Just to give you an idea how difficult it was to find this one sealed, it's game #309 in my Intellivision collection and I had it on my want list for a few years.
P.S.: Actually it was the last game to complete my sealed Imagic collection.
In my Excel sheet I have the actual release date and the announced release date. I'd put both dates on your website and list it under July. Most games have been released after the announced date, but some were actually available earlier.
Dude, just let it go. When you've done countless interviews and years of research in order to write and publish an 800 page book, then you'll have room to talk...
Interviews are methodical the worst way to get an accurate analysis of what happened. Everyone tells his version of the history and then the author mixes it all together to his own version.
Even interviews back from 1983 are just plain wrong. Ron Dubren claims in an interview with Electronic Fun that he came up with the concept for "Name this game" and presented it to US Games in July 1982 and they accepted it in August. The truth is it was already on a price list from 06/06/1982 from US Games handed out at the CES. The price list and the press kit doesn't lie, Ron Dubren did.
It gets worse the bigger the ego of the interviewees and the authors are.
But for the holiday season 1982 they had nothing but stinkers (E.T., Raiders of the lost Ark) while others like Parker and Coleco took their business away (Star Wars, Frogger, Donkey Kong). That's why they issues a profit warning.
The problems at Atari and Mattel had nothing to do with the problems of the overall industry. The problems at Atari were caused by the new competition. Overall the industry had an awesome year.
The huge overstock retailers still had after the holiday season caused the problems. They ordered way too much stock, even of real stinkers like Skeet Shoot. That caused the decline in orders early 1983 and the crash mid 1983.

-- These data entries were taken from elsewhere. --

// SPDX-License-Identifier: MIT
// Copyright 2026 Roland Dreier <roland@rolandd.dev>

//! Garmin Connect API client.
//!
//! Handles:
//! - Credential exchange for a session token
//! - Session validation for a cached token
//! - Paginated activity search by date range
//! - Activity details with route polylines
//! - Rate limit and auth failure detection

use crate::config::Config;
use crate::error::{Error, Result};
use crate::services::credentials::{Credentials, Session, SessionToken};
use crate::time_utils::format_query_date;
use chrono::{DateTime, NaiveDate, Utc};
use serde::Deserialize;

/// Remote operations the pipeline needs from the fitness service.
///
/// Listing and detail calls return raw JSON; decoding into typed records
/// happens once, in the fetcher.
#[allow(async_fn_in_trait)]
pub trait FitnessApi {
    /// Exchange username/password for a new session token.
    async fn login(&self, credentials: &Credentials) -> Result<SessionToken>;

    /// Check that a cached token is still accepted.
    async fn resume(&self, token: &SessionToken) -> Result<()>;

    /// One page of activities whose local start date is in `[start, end]`.
    async fn list_activities(
        &self,
        session: &Session,
        start: NaiveDate,
        end: NaiveDate,
        offset: u32,
        limit: u32,
    ) -> Result<Vec<serde_json::Value>>;

    /// Detail document for one activity (includes `geoPolylineDTO`).
    async fn activity_details(
        &self,
        session: &Session,
        activity_id: u64,
    ) -> Result<serde_json::Value>;
}

/// Garmin Connect client over HTTPS.
#[derive(Clone)]
pub struct GarminClient {
    http: reqwest::Client,
    base_url: String,
    sso_url: String,
}

impl GarminClient {
    /// Create a client from runtime configuration.
    pub fn new(config: &Config) -> Result<Self> {
        let http = reqwest::Client::builder()
            .timeout(config.http_timeout)
            .user_agent(concat!("garmin-heatmap/", env!("CARGO_PKG_VERSION")))
            .build()
            .map_err(|e| Error::Config(format!("Failed to build HTTP client: {}", e)))?;

        Ok(Self {
            http,
            base_url: config.api_url.clone(),
            sso_url: config.sso_url.clone(),
        })
    }

    /// Generic GET request with JSON response.
    async fn get_json<T: for<'de> Deserialize<'de>>(
        &self,
        url: &str,
        token: &SessionToken,
        query: &[(&str, String)],
    ) -> Result<T> {
        let response = self
            .http
            .get(url)
            .header(reqwest::header::AUTHORIZATION, token.authorization())
            .query(query)
            .send()
            .await?;

        check_response_json(response).await
    }
}

impl FitnessApi for GarminClient {
    async fn login(&self, credentials: &Credentials) -> Result<SessionToken> {
        let (email, password) = credentials.pair().ok_or(Error::MissingCredentials)?;

        let response = self
            .http
            .post(&self.sso_url)
            .form(&[("username", email), ("password", password), ("embed", "true")])
            .send()
            .await
            .map_err(|e| Error::Connection(format!("Login request failed: {}", e)))?;

        let token: TokenResponse = check_response_json(response).await?;
        tracing::info!("Garmin Connect login successful");
        Ok(token.into_session_token(Utc::now()))
    }

    async fn resume(&self, token: &SessionToken) -> Result<()> {
        let url = format!("{}/userprofile-service/socialProfile", self.base_url);
        let _profile: serde_json::Value = self.get_json(&url, token, &[]).await?;
        Ok(())
    }

    async fn list_activities(
        &self,
        session: &Session,
        start: NaiveDate,
        end: NaiveDate,
        offset: u32,
        limit: u32,
    ) -> Result<Vec<serde_json::Value>> {
        let url = format!(
            "{}/activitylist-service/activities/search/activities",
            self.base_url
        );
        self.get_json(
            &url,
            &session.token,
            &[
                ("startDate", format_query_date(start)),
                ("endDate", format_query_date(end)),
                ("start", offset.to_string()),
                ("limit", limit.to_string()),
            ],
        )
        .await
    }

    async fn activity_details(
        &self,
        session: &Session,
        activity_id: u64,
    ) -> Result<serde_json::Value> {
        let url = format!(
            "{}/activity-service/activity/{}/details",
            self.base_url, activity_id
        );
        self.get_json(
            &url,
            &session.token,
            &[
                ("maxChartSize", "2000".to_string()),
                ("maxPolylineSize", "4000".to_string()),
            ],
        )
        .await
    }
}

/// Map an HTTP status to the pipeline's error taxonomy.
pub fn status_error(status: reqwest::StatusCode, body: &str) -> Error {
    match status.as_u16() {
        429 => {
            tracing::warn!("Garmin Connect rate limit hit (429)");
            Error::TooManyRequests
        }
        401 | 403 => Error::Authentication(format!("HTTP {}", status)),
        _ => Error::Connection(format!("HTTP {}: {}", status, body)),
    }
}

/// Check response status and parse the JSON body.
async fn check_response_json<T: for<'de> Deserialize<'de>>(
    response: reqwest::Response,
) -> Result<T> {
    let status = response.status();
    if !status.is_success() {
        let body = response.text().await.unwrap_or_default();
        return Err(status_error(status, &body));
    }

    response
        .json()
        .await
        .map_err(|e| Error::Connection(format!("JSON parse error: {}", e)))
}

/// Token payload returned by the credential exchange.
#[derive(Debug, Clone, Deserialize)]
pub struct TokenResponse {
    pub access_token: String,
    #[serde(default)]
    pub token_type: Option<String>,
    #[serde(default)]
    pub refresh_token: Option<String>,
    /// Absolute expiry (unix seconds)
    #[serde(default)]
    pub expires_at: Option<i64>,
    /// Relative expiry (seconds from now)
    #[serde(default)]
    pub expires_in: Option<i64>,
}

impl TokenResponse {
    pub fn into_session_token(self, now: DateTime<Utc>) -> SessionToken {
        let expires_at = self
            .expires_at
            .and_then(|ts| DateTime::from_timestamp(ts, 0))
            .or_else(|| {
                self.expires_in
                    .map(|secs| now + chrono::Duration::seconds(secs))
            });

        SessionToken {
            access_token: self.access_token,
            token_type: self.token_type.unwrap_or_else(|| "Bearer".to_string()),
            refresh_token: self.refresh_token,
            expires_at,
        }
    }
}

/// Activity entry from the search endpoint. Everything is optional here;
/// required fields are enforced when converting to `ActivityRecord`.
#[derive(Debug, Clone, Deserialize)]
#[serde(rename_all = "camelCase")]
pub struct GarminActivitySummary {
    pub activity_id: Option<u64>,
    pub start_time_local: Option<String>,
    pub distance: Option<f64>,
    pub activity_type: Option<GarminActivityType>,
}

#[derive(Debug, Clone, Deserialize)]
#[serde(rename_all = "camelCase")]
pub struct GarminActivityType {
    pub type_key: Option<String>,
}

/// Activity details; only the route polyline is used.
#[derive(Debug, Clone, Default, Deserialize)]
pub struct GarminActivityDetails {
    #[serde(rename = "geoPolylineDTO", default)]
    pub geo_polyline: Option<GeoPolylineDto>,
}

#[derive(Debug, Clone, Default, Deserialize)]
pub struct GeoPolylineDto {
    #[serde(default)]
    pub polyline: Option<Vec<PolylinePoint>>,
}

/// One polyline sample; either coordinate may be missing.
#[derive(Debug, Clone, Deserialize)]
pub struct PolylinePoint {
    pub lat: Option<f64>,
    pub lon: Option<f64>,
}

impl GarminActivityDetails {
    /// Route points that carry both coordinates, or `None` if there is no
    /// polyline data at all.
    pub fn route_points(&self) -> Option<Vec<crate::models::GeoPoint>> {
        let polyline = self.geo_polyline.as_ref()?.polyline.as_ref()?;
        let points: Vec<_> = polyline
            .iter()
            .filter_map(|p| match (p.lat, p.lon) {
                (Some(lat), Some(lon)) => Some(crate::models::GeoPoint::new(lat, lon)),
                _ => None,
            })
            .collect();

        if points.is_empty() {
            None
        } else {
            Some(points)
        }
    }
}
// SPDX-License-Identifier: MIT
// Copyright 2026 Roland Dreier <roland@rolandd.dev>

//! Credential bootstrap with an on-disk token cache.
//!
//! A cached token is preferred; interactive login with EMAIL/PASSWORD is
//! only attempted when there is no usable token, and its result is written
//! back to the cache.

use crate::error::{Error, Result};
use crate::services::garmin::FitnessApi;
use chrono::{DateTime, Utc};
use serde::{Deserialize, Serialize};
use std::fmt;
use std::fs;
use std::path::{Path, PathBuf};

/// File name used when the token path points at a directory.
const TOKEN_FILE_NAME: &str = "oauth2_token.json";

/// Interactive-login credentials. Empty strings count as unset.
#[derive(Clone, Default)]
pub struct Credentials {
    email: Option<String>,
    password: Option<String>,
}

impl Credentials {
    pub fn new(email: Option<String>, password: Option<String>) -> Self {
        let non_empty = |v: Option<String>| v.filter(|s| !s.is_empty());
        Self {
            email: non_empty(email),
            password: non_empty(password),
        }
    }

    pub fn is_complete(&self) -> bool {
        self.email.is_some() && self.password.is_some()
    }

    /// Both values, if both are set.
    pub fn pair(&self) -> Option<(&str, &str)> {
        Some((self.email.as_deref()?, self.password.as_deref()?))
    }
}

impl fmt::Debug for Credentials {
    fn fmt(&self, f: &mut fmt::Formatter<'_>) -> fmt::Result {
        f.debug_struct("Credentials")
            .field("email", &self.email)
            .field("password", &self.password.as_ref().map(|_| "<redacted>"))
            .finish()
    }
}

/// Cached authentication token.
#[derive(Clone, PartialEq, Serialize, Deserialize)]
pub struct SessionToken {
    pub access_token: String,
    #[serde(default = "default_token_type")]
    pub token_type: String,
    #[serde(default, skip_serializing_if = "Option::is_none")]
    pub refresh_token: Option<String>,
    #[serde(default, skip_serializing_if = "Option::is_none")]
    pub expires_at: Option<DateTime<Utc>>,
}

fn default_token_type() -> String {
    "Bearer".to_string()
}

impl SessionToken {
    /// Value for the `Authorization` header.
    pub fn authorization(&self) -> String {
        format!("{} {}", self.token_type, self.access_token)
    }

    /// A token without an expiry is kept until the server rejects it.
    pub fn is_expired(&self, now: DateTime<Utc>) -> bool {
        self.expires_at.is_some_and(|expires_at| expires_at <= now)
    }
}

impl fmt::Debug for SessionToken {
    fn fmt(&self, f: &mut fmt::Formatter<'_>) -> fmt::Result {
        f.debug_struct("SessionToken")
            .field("token_type", &self.token_type)
            .field("expires_at", &self.expires_at)
            .finish_non_exhaustive()
    }
}

/// Where the session came from.
#[derive(Debug, Clone, Copy, PartialEq, Eq)]
pub enum SessionSource {
    Cached,
    Login,
}

/// Authenticated session, created once per run.
#[derive(Debug, Clone)]
pub struct Session {
    pub token: SessionToken,
    pub source: SessionSource,
}

/// Token cache file on disk.
#[derive(Debug, Clone)]
pub struct TokenStore {
    path: PathBuf,
}

impl TokenStore {
    /// Use `path` as the token file, or a file inside it if it is a directory.
    pub fn new<P: AsRef<Path>>(path: P) -> Self {
        let path = path.as_ref();
        let path = if path.is_dir() {
            path.join(TOKEN_FILE_NAME)
        } else {
            path.to_path_buf()
        };
        Self { path }
    }

    pub fn path(&self) -> &Path {
        &self.path
    }

    /// Load the cached token. A missing file is `None`; an unreadable one
    /// is logged and also treated as `None`.
    pub fn load(&self) -> Result<Option<SessionToken>> {
        let data = match fs::read_to_string(&self.path) {
            Ok(data) => data,
            Err(e) if e.kind() == std::io::ErrorKind::NotFound => return Ok(None),
            Err(e) => {
                return Err(Error::TokenStore(format!(
                    "Failed to read {}: {}",
                    self.path.display(),
                    e
                )))
            }
        };

        match serde_json::from_str(&data) {
            Ok(token) => Ok(Some(token)),
            Err(e) => {
                tracing::warn!(
                    path = %self.path.display(),
                    error = %e,
                    "Ignoring unparseable token file"
                );
                Ok(None)
            }
        }
    }

    /// Persist a token, creating parent directories as needed.
    pub fn save(&self, token: &SessionToken) -> Result<()> {
        if let Some(parent) = self.path.parent().filter(|p| !p.as_os_str().is_empty()) {
            fs::create_dir_all(parent).map_err(|e| {
                Error::TokenStore(format!("Failed to create {}: {}", parent.display(), e))
            })?;
        }

        let json = serde_json::to_string_pretty(token)
            .map_err(|e| Error::TokenStore(format!("Failed to encode token: {}", e)))?;
        self.write_private(json.as_bytes()).map_err(|e| {
            Error::TokenStore(format!("Failed to write {}: {}", self.path.display(), e))
        })?;

        tracing::debug!(path = %self.path.display(), "Token cached");
        Ok(())
    }

    /// Owner-only from creation; an existing file keeps its inode, so its
    /// mode is tightened before the token goes in.
    #[cfg(unix)]
    fn write_private(&self, data: &[u8]) -> std::io::Result<()> {
        use std::io::Write;
        use std::os::unix::fs::{OpenOptionsExt, PermissionsExt};

        let mut file = fs::OpenOptions::new()
            .write(true)
            .create(true)
            .truncate(true)
            .mode(0o600)
            .open(&self.path)?;
        file.set_permissions(fs::Permissions::from_mode(0o600))?;
        file.write_all(data)
    }

    #[cfg(not(unix))]
    fn write_private(&self, data: &[u8]) -> std::io::Result<()> {
        fs::write(&self.path, data)
    }
}

/// Obtain an authenticated session: cached token first, interactive login
/// second, configuration error if neither is possible.
pub async fn obtain_session<A: FitnessApi>(
    api: &A,
    store: &TokenStore,
    credentials: &Credentials,
) -> Result<Session> {
    if let Some(token) = store.load()? {
        if token.is_expired(Utc::now()) {
            tracing::info!(path = %store.path().display(), "Cached Garmin token expired");
        } else {
            match api.resume(&token).await {
                Ok(()) => {
                    tracing::info!(path = %store.path().display(), "Using existing Garmin tokens");
                    return Ok(Session {
                        token,
                        source: SessionSource::Cached,
                    });
                }
                Err(e) if e.is_auth_error() => {
                    tracing::warn!(error = %e, "Cached Garmin token rejected");
                }
                Err(e) => return Err(e),
            }
        }
    }

    if !credentials.is_complete() {
        return Err(Error::MissingCredentials);
    }

    tracing::info!("No usable Garmin tokens found. Authenticating...");
    let token = api.login(credentials).await?;
    store.save(&token)?;

    Ok(Session {
        token,
        source: SessionSource::Login,
    })
}
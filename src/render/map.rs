// SPDX-License-Identifier: MIT
// Copyright 2026 Roland Dreier <roland@rolandd.dev>

//! Standalone HTML page with a Google Maps heatmap layer.

use crate::error::{Error, Result};
use crate::models::PointCollection;
use crate::render::MapRenderer;
use std::fs;
use std::path::Path;

const MAPS_SCRIPT_URL: &str = "https://maps.googleapis.com/maps/api/js";

/// Map page settings.
#[derive(Debug, Clone, PartialEq)]
pub struct MapOptions {
    pub api_key: String,
    /// Heatmap point radius in pixels
    pub radius: u32,
    /// Initial zoom level
    pub zoom: u8,
}

impl MapOptions {
    pub fn new(api_key: impl Into<String>) -> Self {
        Self {
            api_key: api_key.into(),
            radius: 20,
            zoom: 13,
        }
    }
}

/// Map renderer writing a Google Maps heatmap page.
#[derive(Debug, Clone, Copy, Default)]
pub struct GoogleMapsHtmlRenderer;

impl GoogleMapsHtmlRenderer {
    /// Build the HTML document, centred on the mean coordinate.
    pub fn to_html(&self, points: &PointCollection, options: &MapOptions) -> Result<String> {
        let center = points.center().ok_or(Error::NoData)?;

        let script_url = reqwest::Url::parse_with_params(
            MAPS_SCRIPT_URL,
            &[("key", options.api_key.as_str()), ("libraries", "visualization")],
        )
        .map_err(|e| Error::Render(format!("Invalid Maps script URL: {}", e)))?;

        let coords: Vec<[f64; 2]> = points.points().iter().map(|p| [p.lat, p.lon]).collect();
        let coords_json = serde_json::to_string(&coords)
            .map_err(|e| Error::Render(format!("Failed to encode points: {}", e)))?;

        Ok(format!(
            r#"<!DOCTYPE html>
<html>
<head>
<meta charset="utf-8">
<title>Garmin activity heatmap</title>
<style>html, body, #map {{ height: 100%; margin: 0; padding: 0; }}</style>
<script src="{script}"></script>
<script>
function initialize() {{
  var map = new google.maps.Map(document.getElementById("map"), {{
    zoom: {zoom},
    center: new google.maps.LatLng({lat}, {lon})
  }});
  var coords = {coords};
  var data = coords.map(function (p) {{ return new google.maps.LatLng(p[0], p[1]); }});
  new google.maps.visualization.HeatmapLayer({{ data: data, radius: {radius}, map: map }});
}}
</script>
</head>
<body onload="initialize()">
<div id="map"></div>
</body>
</html>
"#,
            script = script_url.as_str().replace('&', "&amp;"),
            zoom = options.zoom,
            lat = center.lat,
            lon = center.lon,
            coords = coords_json,
            radius = options.radius,
        ))
    }
}

impl MapRenderer for GoogleMapsHtmlRenderer {
    fn render(&self, points: &PointCollection, options: &MapOptions, output: &Path) -> Result<()> {
        let html = self.to_html(points, options)?;
        fs::write(output, html)
            .map_err(|e| Error::Render(format!("Failed to write {}: {}", output.display(), e)))?;
        tracing::info!(path = %output.display(), points = points.len(), "Heatmap saved");
        Ok(())
    }
}
// SPDX-License-Identifier: MIT
// Copyright 2026 Roland Dreier <roland@rolandd.dev>

//! Output renderers for the calendar and route heatmaps.

pub mod calendar;
pub mod map;

use crate::error::Result;
use crate::models::{DailyDistance, PointCollection};
use std::path::Path;

pub use calendar::{CalendarOptions, PngCalendarRenderer};
pub use map::{GoogleMapsHtmlRenderer, MapOptions};

/// Draws per-day totals as a calendar heatmap file.
pub trait CalendarRenderer {
    fn render(&self, days: &DailyDistance, options: &CalendarOptions, output: &Path)
        -> Result<()>;
}

/// Draws route points as a geographic heatmap file.
pub trait MapRenderer {
    fn render(&self, points: &PointCollection, options: &MapOptions, output: &Path) -> Result<()>;
}
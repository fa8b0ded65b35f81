// SPDX-License-Identifier: MIT
// Copyright 2026 Roland Dreier <roland@rolandd.dev>

//! Shared helpers for date/time parsing and formatting.

use chrono::{Duration, NaiveDate, NaiveDateTime};

/// Garmin Connect's local timestamp layout (`startTimeLocal`).
const GARMIN_LOCAL_FORMAT: &str = "%Y-%m-%d %H:%M:%S";

/// Format a date the way the activity search endpoint expects (`YYYY-MM-DD`).
pub fn format_query_date(date: NaiveDate) -> String {
    date.format("%Y-%m-%d").to_string()
}

/// Parse a Garmin local timestamp, accepting either a space or `T` separator
/// and an optional fractional second.
pub fn parse_local_datetime(raw: &str) -> Option<NaiveDateTime> {
    let normalized = raw.trim().replacen('T', " ", 1);
    let without_fraction = normalized.split('.').next().unwrap_or(&normalized);
    NaiveDateTime::parse_from_str(without_fraction, GARMIN_LOCAL_FORMAT).ok()
}

/// Inclusive window of `days` days ending at `end`.
pub fn window_ending(end: NaiveDate, days: i64) -> (NaiveDate, NaiveDate) {
    (end - Duration::days(days), end)
}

"The situation at Atari is by no means dire. The video game industry in general and Atari in particular are still growing, although profit margins are shriveling from intense competition. And Warner still expects to report a 10 to 15 percent increase for all of 1982, an improvement that would delight many other companies during a recession.
THE gain, however, is just not what people had come to expect from Warner and from Atari, which in the first nine months of 1982 contributed half of Warner's $2.9 billion in revenues and two thirds of its $471 million in operating profits."